WORK TO COMPLETE: Are you able to quote each entry exactly as written?

[Data records]
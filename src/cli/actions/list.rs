use crate::{cli::globals::GlobalArgs, session::Access};
use anyhow::{anyhow, Result};
use serde::Serialize;
use std::str::FromStr;

#[derive(Debug, Clone, Copy, PartialEq, Eq)]
pub enum Resource {
    Candidates,
    Employees,
    Departments,
    Positions,
    Users,
    SalaryHistory,
    PositionHistory,
}

impl Resource {
    #[must_use]
    pub fn access(self) -> Access {
        match self {
            Resource::Users => Access::SuperAdmin,
            _ => Access::Authenticated,
        }
    }
}

impl FromStr for Resource {
    type Err = anyhow::Error;

    fn from_str(value: &str) -> Result<Self> {
        match value {
            "candidates" => Ok(Resource::Candidates),
            "employees" => Ok(Resource::Employees),
            "departments" => Ok(Resource::Departments),
            "positions" => Ok(Resource::Positions),
            "users" => Ok(Resource::Users),
            "salary-history" => Ok(Resource::SalaryHistory),
            "position-history" => Ok(Resource::PositionHistory),
            other => Err(anyhow!("unknown resource: {other}")),
        }
    }
}

#[derive(Debug)]
pub struct Args {
    pub globals: GlobalArgs,
    pub resource: Resource,
    pub status: Option<String>,
    pub employee: Option<String>,
}

/// Execute the list action.
/// # Errors
/// Returns an error if there is no session, or the backend call fails.
pub async fn execute(args: Args) -> Result<()> {
    let manager = super::authorized(&args.globals, args.resource.access()).await?;
    let api = manager.api();
    let employee = args.employee.as_deref();

    let output = match args.resource {
        Resource::Candidates => {
            let query: Vec<(&str, String)> = args
                .status
                .into_iter()
                .map(|status| ("status", status))
                .collect();
            let candidates = api.list_candidates(&query).await;
            render(candidates.and_then(|envelope| envelope.into_data()))
        }
        Resource::Employees => render(
            api.list_employees()
                .await
                .and_then(|envelope| envelope.into_data())
                .map(|list| list.employees),
        ),
        Resource::Departments => render(
            api.list_departments_with_positions()
                .await
                .and_then(|envelope| envelope.into_data())
                .map(|wrapped| wrapped.data),
        ),
        Resource::Positions => render(
            api.list_positions_with_departments()
                .await
                .and_then(|envelope| envelope.into_data())
                .map(|wrapped| wrapped.data),
        ),
        Resource::Users => render(
            api.list_users()
                .await
                .and_then(|envelope| envelope.into_data())
                .map(|list| list.all),
        ),
        Resource::SalaryHistory => render(
            api.salary_history(employee)
                .await
                .and_then(|envelope| envelope.into_data())
                .map(|history| history.salary_history),
        ),
        Resource::PositionHistory => render(
            api.position_history(employee)
                .await
                .and_then(|envelope| envelope.into_data())
                .map(|history| history.position_history),
        ),
    }?;

    println!("{output}");
    Ok(())
}

fn render<T: Serialize>(result: Result<T, crate::api::Error>) -> Result<String> {
    let data = result.map_err(super::api_failure)?;
    Ok(serde_json::to_string_pretty(&data)?)
}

TASK SOLUTION:
filename src/cli/actions/list.rs
use crate::{cli::globals::GlobalArgs, session::Access};
use anyhow::{anyhow, Result};
use serde::Serialize;
use std::str::FromStr;

#[derive(Debug, Clone, Copy, PartialEq, Eq)]
pub enum Resource {
    Candidates,
    Employees,
    Departments,
    Positions,
    Users,
    SalaryHistory,
    PositionHistory,
}

impl Resource {
    #[must_use]
    pub fn access(self) -> Access {
        match self {
            Resource::Users => Access::SuperAdmin,
            _ => Access::Authenticated,
        }
    }
}

impl FromStr for Resource {
    type Err = anyhow::Error;

    fn from_str(value: &str) -> Result<Self> {
        match value {
            "candidates" => Ok(Resource::Candidates),
            "employees" => Ok(Resource::Employees),
            "departments" => Ok(Resource::Departments),
            "positions" => Ok(Resource::Positions),
            "users" => Ok(Resource::Users),
            "salary-history" => Ok(Resource::SalaryHistory),
            "position-history" => Ok(Resource::PositionHistory),
            other => Err(anyhow!("unknown resource: {other}")),
        }
    }
}

#[derive(Debug)]
pub struct Args {
    pub globals: GlobalArgs,
    pub resource: Resource,
    pub status: Option<String>,
    pub employee: Option<String>,
}

/// Execute the list action.
/// # Errors
/// Returns an error if there is no session, or the backend call fails.
pub async fn execute(args: Args) -> Result<()> {
    let manager = super::authorized(&args.globals, args.resource.access()).await?;
    let api = manager.api();
    let employee = args.employee.as_deref();

    let output = match args.resource {
        Resource::Candidates => {
            let query: Vec<(&str, String)> = args
                .status
                .into_iter()
                .map(|status| ("status", status))
                .collect();
            let candidates = api.list_candidates(&query).await;
            render(candidates.and_then(|envelope| envelope.into_data()))
        }
        Resource::Employees => render(
            api.list_employees()
                .await
                .and_then(|envelope| envelope.into_data())
                .map(|list| list.employees),
        ),
        Resource::Departments => render(
            api.list_departments_with_positions()
                .await
                .and_then(|envelope| envelope.into_data())
                .map(|wrapped| wrapped.data),
        ),
        Resource::Positions => render(
            api.list_positions_with_departments()
                .await
                .and_then(|envelope| envelope.into_data())
                .map(|wrapped| wrapped.data),
        ),
        Resource::Users => render(
            api.list_users()
                .await
                .and_then(|envelope| envelope.into_data())
                .map(|list| list.all),
        ),
        Resource::SalaryHistory => render(
            api.salary_history(employee)
                .await
                .and_then(|envelope| envelope.into_data())
                .map(|history| history.salary_history),
        ),
        Resource::PositionHistory => render(
            api.position_history(employee)
                .await
                .and_then(|envelope| envelope.into_data())
                .map(|history| history.position_history),
        ),
    }?;

    println!("{output}");
    Ok(())
}

fn render<T: Serialize>(result: Result<T, crate::api::Error>) -> Result<String> {
    let data = result.map_err(super::api_failure)?;
    Ok(serde_json::to_string_pretty(&data)?)
}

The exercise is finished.